"Instead of treating each prompt as a one-off request, the new agent remembers what was asked earlier, including datasets, filters, time ranges, and assumptions, and uses that context when answering follow-up questions. This lets users refine an analysis progressively rather than starting from scratch each time," Satapathy added. Satapathy pointed out that this eases the pressure on developers to prebuild dashboards or predefined business logic for every possible question that a data analyst or business user could ask."
"Satapathy pointed out that this eases the pressure on developers to prebuild dashboards or predefined business logic for every possible question that a data analyst or business user could ask. "Rather than encoding every scenario upfront, teams can let the agent interpret user intent dynamically, while still enforcing access controls, metric definitions, and governance rules already defined in BigQuery," he said."

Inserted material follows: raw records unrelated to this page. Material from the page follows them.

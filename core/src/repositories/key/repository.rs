//! Key repository trait defining the interface for signing key persistence.

use chrono::{DateTime, Utc};
use serde::{Deserialize, Serialize};

use crate::domain::entities::SigningKey;
use crate::errors::DomainError;

/// Durable record of the key store's state
#[derive(Debug, Clone, Serialize, Deserialize)]
#[serde(rename_all = "camelCase")]
pub struct PersistedKeySet {
    /// Identifier of the key that signs new tokens
    pub current_key_id: Option<String>,

    /// Generated keys, current and retired
    pub keys: Vec<SigningKey>,

    /// When the record was last written
    pub last_updated: DateTime<Utc>,
}

/// Repository trait for signing key persistence
///
/// The key store is the only writer. Implementations are called with the key
/// store's writer lock held, so they must not call back into the store.
pub trait KeyRepository: Send + Sync {
    /// Load the persisted key set
    ///
    /// # Returns
    /// * `Ok(Some(PersistedKeySet))` - State found
    /// * `Ok(None)` - Nothing persisted yet
    /// * `Err(DomainError)` - Storage could not be read or decoded
    fn load(&self) -> Result<Option<PersistedKeySet>, DomainError>;

    /// Replace the persisted key set
    fn save(&self, key_set: &PersistedKeySet) -> Result<(), DomainError>;

    /// Human readable location, for logs
    fn describe(&self) -> String;
}
//! Redis-based revocation backend
//!
//! Each record is a JSON string under `revoked:{token_id}` with a Redis TTL,
//! so expiry is handled by the server. A sorted set scored by expiry
//! timestamp keeps `count` cheap without a key scan.

use std::sync::Arc;
use std::time::Duration;

use async_trait::async_trait;
use chrono::Utc;
use tracing::debug;

use ck_core::{DomainResult, RevocationBackend, RevocationRecord};

use crate::cache::redis_client::RedisClient;
use crate::InfrastructureError;

const RECORD_KEY: &str = "revoked";
const INDEX_KEY: &str = "revoked:index";

/// Revocation records shared by every instance pointed at the same Redis
pub struct RedisRevocationBackend {
    redis_client: Arc<RedisClient>,
}

impl RedisRevocationBackend {
    pub fn new(redis_client: Arc<RedisClient>) -> Self {
        Self { redis_client }
    }

    fn record_key(&self, token_id: &str) -> String {
        self.redis_client
            .make_key(&format!("{}:{}", RECORD_KEY, token_id))
    }

    fn index_key(&self) -> String {
        self.redis_client.make_key(INDEX_KEY)
    }
}

#[async_trait]
impl RevocationBackend for RedisRevocationBackend {
    fn name(&self) -> &'static str {
        "redis"
    }

    async fn put(&self, record: &RevocationRecord, ttl: Duration) -> DomainResult<()> {
        let ttl_seconds = ttl.as_secs().max(1);
        let payload = serde_json::to_string(record).map_err(InfrastructureError::from)?;
        let now = Utc::now().timestamp();

        self.redis_client
            .set_indexed(
                &self.record_key(&record.token_id),
                &payload,
                ttl_seconds,
                &self.index_key(),
                &record.token_id,
                now + ttl_seconds as i64,
                now,
            )
            .await?;

        debug!(
            token_id = %record.token_id,
            reason = %record.reason,
            ttl_seconds,
            "Stored revocation record in Redis"
        );
        Ok(())
    }

    async fn get(&self, token_id: &str) -> DomainResult<Option<RevocationRecord>> {
        let Some(raw) = self.redis_client.get(&self.record_key(token_id)).await? else {
            return Ok(None);
        };

        let record = serde_json::from_str(&raw).map_err(InfrastructureError::from)?;
        Ok(Some(record))
    }

    async fn count(&self) -> DomainResult<usize> {
        let count = self
            .redis_client
            .count_indexed(&self.index_key(), Utc::now().timestamp())
            .await?;
        Ok(count)
    }
}
use actix_web::{web, HttpResponse};

use ck_core::RevocationReason;

use crate::app::AppState;
use crate::dto::{LogoutRequest, LogoutResponse};
use crate::middleware::AuthContext;

/// Handler for POST /api/v1/auth/logout
///
/// Revokes the access token that authenticated the request and, when the
/// body carries one, the matching refresh token. Each side is attempted
/// independently.
pub async fn logout(
    state: web::Data<AppState>,
    auth: AuthContext,
    body: Option<web::Json<LogoutRequest>>,
) -> HttpResponse {
    let request = body.map(web::Json::into_inner).unwrap_or_default();

    let result = state
        .credentials
        .revoke_pair(
            Some(auth.token()),
            request.refresh_token.as_deref(),
            RevocationReason::Logout,
        )
        .await;

    HttpResponse::Ok().json(LogoutResponse {
        access_revoked: result.access_revoked,
        refresh_revoked: result.refresh_revoked,
    })
}
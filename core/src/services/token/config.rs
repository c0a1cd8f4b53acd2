//! Configuration for the token services

use std::time::Duration;

use jsonwebtoken::Algorithm;

use ck_shared::config::{AuthConfig, TokenLifetimes};

use crate::errors::{DomainError, DomainResult};

/// Upper bound used when a configured duration does not fit a timestamp offset
const MAX_OFFSET_DAYS: i64 = 36_500;

/// Converts a configured duration into a timestamp offset
pub(crate) fn to_chrono(duration: Duration) -> chrono::Duration {
    chrono::Duration::from_std(duration)
        .ok()
        .filter(|d| *d < chrono::Duration::days(MAX_OFFSET_DAYS))
        .unwrap_or_else(|| chrono::Duration::days(MAX_OFFSET_DAYS))
}

/// Key rotation parameters for the [`KeyStore`](super::KeyStore)
#[derive(Debug, Clone, Copy)]
pub struct KeyStoreConfig {
    /// Issuance window of a generated key
    pub rotation_interval: chrono::Duration,
    /// How long a retired key keeps verifying after its issuance window closed
    pub grace_period: chrono::Duration,
}

impl KeyStoreConfig {
    pub fn new(rotation_interval: Duration, grace_period: Duration) -> Self {
        Self {
            rotation_interval: to_chrono(rotation_interval),
            grace_period: to_chrono(grace_period),
        }
    }
}

impl From<&TokenLifetimes> for KeyStoreConfig {
    fn from(lifetimes: &TokenLifetimes) -> Self {
        Self::new(lifetimes.rotation_interval, lifetimes.key_grace_period)
    }
}

impl Default for KeyStoreConfig {
    fn default() -> Self {
        Self {
            rotation_interval: chrono::Duration::days(30),
            grace_period: chrono::Duration::days(7),
        }
    }
}

/// Configuration for token issuance and verification
#[derive(Debug, Clone)]
pub struct TokenServiceConfig {
    /// Pinned signing algorithm
    pub algorithm: Algorithm,
    /// Issuer claim
    pub issuer: String,
    /// Audience claim
    pub audience: String,
    /// Access token lifetime
    pub access_ttl: Duration,
    /// Refresh token lifetime
    pub refresh_ttl: Duration,
}

impl TokenServiceConfig {
    /// Build from the shared auth configuration, rejecting non-HMAC algorithms
    pub fn from_auth_config(config: &AuthConfig) -> DomainResult<Self> {
        let lifetimes = config.lifetimes();
        Ok(Self {
            algorithm: parse_algorithm(&config.algorithm)?,
            issuer: config.issuer.clone(),
            audience: config.audience.clone(),
            access_ttl: lifetimes.access,
            refresh_ttl: lifetimes.refresh,
        })
    }

    pub fn access_ttl_seconds(&self) -> u64 {
        self.access_ttl.as_secs()
    }

    pub fn refresh_ttl_seconds(&self) -> u64 {
        self.refresh_ttl.as_secs()
    }
}

impl Default for TokenServiceConfig {
    fn default() -> Self {
        Self {
            algorithm: Algorithm::HS256,
            issuer: "credkeep".to_string(),
            audience: "credkeep-api".to_string(),
            access_ttl: Duration::from_secs(60 * 60),
            refresh_ttl: Duration::from_secs(7 * 24 * 60 * 60),
        }
    }
}

/// Only symmetric HMAC algorithms are supported
pub fn parse_algorithm(name: &str) -> DomainResult<Algorithm> {
    match name.trim().to_ascii_uppercase().as_str() {
        "HS256" => Ok(Algorithm::HS256),
        "HS384" => Ok(Algorithm::HS384),
        "HS512" => Ok(Algorithm::HS512),
        other => Err(DomainError::Config {
            message: format!("Unsupported signing algorithm: {}", other),
        }),
    }
}
//! Shared revocation backend and store wiring

pub mod factory;
pub mod redis_backend;

pub use factory::build_revocation_store;
pub use redis_backend::RedisRevocationBackend;
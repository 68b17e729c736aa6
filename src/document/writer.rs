//! Single-pass document writing
//!
//! The writer walks the graph once and asks each entity for its own record;
//! it never branches on concrete node type. Entity order in the output is
//! not significant.

use std::path::Path;

use crate::constants;
use crate::error::GraphError;
use crate::graph::NodeGraph;

use super::{DocumentMetadata, GraphDocument};

/// Renders a graph as a document
pub fn document_from_graph(graph: &NodeGraph) -> GraphDocument {
    let now = chrono::Utc::now().to_rfc3339();
    GraphDocument {
        version: constants::document::FORMAT_VERSION.to_string(),
        metadata: Some(DocumentMetadata {
            created: now.clone(),
            modified: now,
            creator: constants::document::CREATOR.to_string(),
            description: "Node graph".to_string(),
        }),
        nodes: graph.nodes().map(|node| node.to_record()).collect(),
        connections: graph.edges().map(|edge| edge.to_record()).collect(),
    }
}

/// Serializes a graph and writes it to `path`
pub fn save_graph(graph: &NodeGraph, path: &Path) -> Result<(), GraphError> {
    let doc = document_from_graph(graph);
    let json = serde_json::to_string_pretty(&doc)?;
    std::fs::write(path, json)?;
    log::debug!(
        "graph saved to {}: {} nodes, {} edges",
        path.display(),
        doc.nodes.len(),
        doc.connections.len()
    );
    Ok(())
}
impl GraphController {
    /// Creates a controller over an empty graph. The template provider is
    /// passed in explicitly; tests construct their own.
    pub fn new(templates: TemplateRegistry) -> Self {
        Self {
            graph: NodeGraph::new(),
            templates,
            bus: ChangeBus::new(),
        }
    }

    // ---- Accessors ----

    pub fn graph(&self) -> &NodeGraph {
        &self.graph
    }

    pub fn templates(&self) -> &TemplateRegistry {
        &self.templates
    }

    pub fn templates_mut(&mut self) -> &mut TemplateRegistry {
        &mut self.templates
    }

    pub fn stats(&self) -> GraphStats {
        self.graph.stats()
    }

    // ---- Observer management ----

    pub fn attach_observer(&mut self, observer: Rc<RefCell<dyn GraphObserver>>) {
        self.bus.attach(observer);
    }

    pub fn detach_observer(&mut self, observer: &Rc<RefCell<dyn GraphObserver>>) {
        self.bus.detach(observer);
    }

    // ---- Batch scoping ----

    pub fn begin_batch(&mut self) {
        self.bus.begin_batch();
    }

    pub fn end_batch(&mut self) {
        self.bus.end_batch();
    }

    pub fn is_batching(&self) -> bool {
        self.bus.is_batching()
    }

    /// Runs `f` inside a batch scope. The scope closes on every exit path,
    /// including early `?` returns from the closure, so notifications can
    /// never be left suppressed.
    pub fn batch<R>(&mut self, f: impl FnOnce(&mut Self) -> R) -> R {
        self.bus.begin_batch();
        let result = f(self);
        self.bus.end_batch();
        result
    }

    // ---- Node operations ----

    /// Creates a node of a registered type at a position; returns its id
    pub fn create_node(&mut self, node_type: &str, x: f32, y: f32) -> Result<NodeId, GraphError> {
        let template = self
            .templates
            .get(node_type)
            .ok_or_else(|| GraphError::UnknownNodeType(node_type.to_string()))?;
        let node = Node::from_template(Uuid::new_v4(), template, Vec2::new(x, y));
        let id = self.graph.add_node(node)?;
        log::debug!("node created: {} ({})", id, node_type);
        self.bus.publish(GraphEvent::NodeAdded { node: id });
        Ok(id)
    }

    /// Deletes a node and every edge connected to it. Edge removals are
    /// published before the node removal, so listeners never observe a
    /// removed node with live edges.
    pub fn delete_node(&mut self, id: NodeId) -> Result<(), GraphError> {
        let (_, removed_edges) = self.graph.remove_node(&id)?;
        log::debug!("node deleted: {} ({} edges)", id, removed_edges.len());
        for edge in removed_edges {
            self.bus.publish(GraphEvent::EdgeRemoved { edge });
        }
        self.bus.publish(GraphEvent::NodeRemoved { node: id });
        Ok(())
    }

    /// Moves a node by a delta
    pub fn move_node(&mut self, id: NodeId, dx: f32, dy: f32) -> Result<(), GraphError> {
        let old = self
            .graph
            .node(&id)
            .ok_or(GraphError::NodeNotFound(id))?
            .position();
        self.set_node_position(id, old.x + dx, old.y + dy)
    }

    /// Sets a node's absolute position
    pub fn set_node_position(&mut self, id: NodeId, x: f32, y: f32) -> Result<(), GraphError> {
        let node = self.graph.node_mut(&id).ok_or(GraphError::NodeNotFound(id))?;
        let old = node.position();
        let new = Vec2::new(x, y);
        node.set_position(new);
        self.bus.publish(GraphEvent::NodeMoved { node: id, old, new });
        Ok(())
    }

    // ---- Edge operations ----

    /// Connects an output socket to an input socket; returns the edge id
    pub fn connect_nodes(
        &mut self,
        from_node: NodeId,
        from_socket: usize,
        to_node: NodeId,
        to_socket: usize,
    ) -> Result<EdgeId, GraphError> {
        let id = self
            .graph
            .connect(Uuid::new_v4(), from_node, from_socket, to_node, to_socket)?;
        log::debug!("edge created: {}", id);
        self.bus.publish(GraphEvent::EdgeAdded { edge: id });
        Ok(id)
    }

    /// Deletes an edge
    pub fn delete_edge(&mut self, id: EdgeId) -> Result<(), GraphError> {
        self.graph.remove_edge(&id)?;
        log::debug!("edge deleted: {}", id);
        self.bus.publish(GraphEvent::EdgeRemoved { edge: id });
        Ok(())
    }

    // ---- Queries ----

    pub fn all_nodes(&self) -> Vec<NodeId> {
        self.graph.node_ids().copied().collect()
    }

    pub fn all_edges(&self) -> Vec<EdgeId> {
        self.graph.edge_ids().copied().collect()
    }

    /// Edges connected to one node, via its incident set (O(degree))
    pub fn node_edges(&self, id: NodeId) -> Result<Vec<EdgeId>, GraphError> {
        self.graph.edges_of(&id)
    }

    pub fn is_valid_node_type(&self, node_type: &str) -> bool {
        self.templates.has_type(node_type)
    }

    pub fn available_node_types(&self) -> Vec<String> {
        self.templates.available_types()
    }

    /// Registers a node type at runtime (scripting/plugin surface)
    pub fn register_node_type(&mut self, template: NodeTemplate) {
        self.templates.register(template);
    }

    // ---- Graph-wide operations ----

    /// Removes everything, publishing a single cleared notification instead
    /// of per-item events
    pub fn clear(&mut self) {
        self.graph.clear();
        log::debug!("graph cleared");
        self.bus.publish(GraphEvent::GraphCleared);
    }

    /// Saves the graph to a file and publishes a saved notification
    pub fn save_to_file(&mut self, path: &Path) -> Result<(), GraphError> {
        document::save_graph(&self.graph, path)?;
        self.bus.publish(GraphEvent::GraphSaved {
            path: path.to_path_buf(),
        });
        Ok(())
    }

    /// Replaces the live graph with the contents of a document file.
    ///
    /// All-or-nothing: the document is loaded and resolved into a scratch
    /// graph first, so on any failure the live graph is untouched and stays
    /// editable. Success publishes one loaded notification, not one event
    /// per imported item.
    pub fn load_from_file(&mut self, path: &Path) -> Result<(), GraphError> {
        let loaded = document::load_graph(path, &self.templates)?;
        log::info!(
            "graph loaded from {}: {} nodes, {} edges",
            path.display(),
            loaded.node_count(),
            loaded.edge_count()
        );
        self.graph = loaded;
        self.bus.publish(GraphEvent::GraphLoaded {
            path: path.to_path_buf(),
        });
        Ok(())
    }

    /// Renders the current graph as a document value (scripting surface)
    pub fn to_document(&self) -> document::GraphDocument {
        document::document_from_graph(&self.graph)
    }
}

The agent retains conversational context across queries, remembering datasets, filters, time ranges, and assumptions to answer follow-up questions using prior choices. Users can refine and iterate analyses progressively without restarting each query. Developers no longer need to prebuild dashboards or encode predefined business logic for every possible analytical question. Teams can rely on the agent to interpret user intent dynamically while preserving existing access controls, metric definitions, and governance rules defined in BigQuery. Governance and security controls remain enforced during dynamic interpretation. The approach reduces developer workload and speeds exploratory and business-user self-service analytics.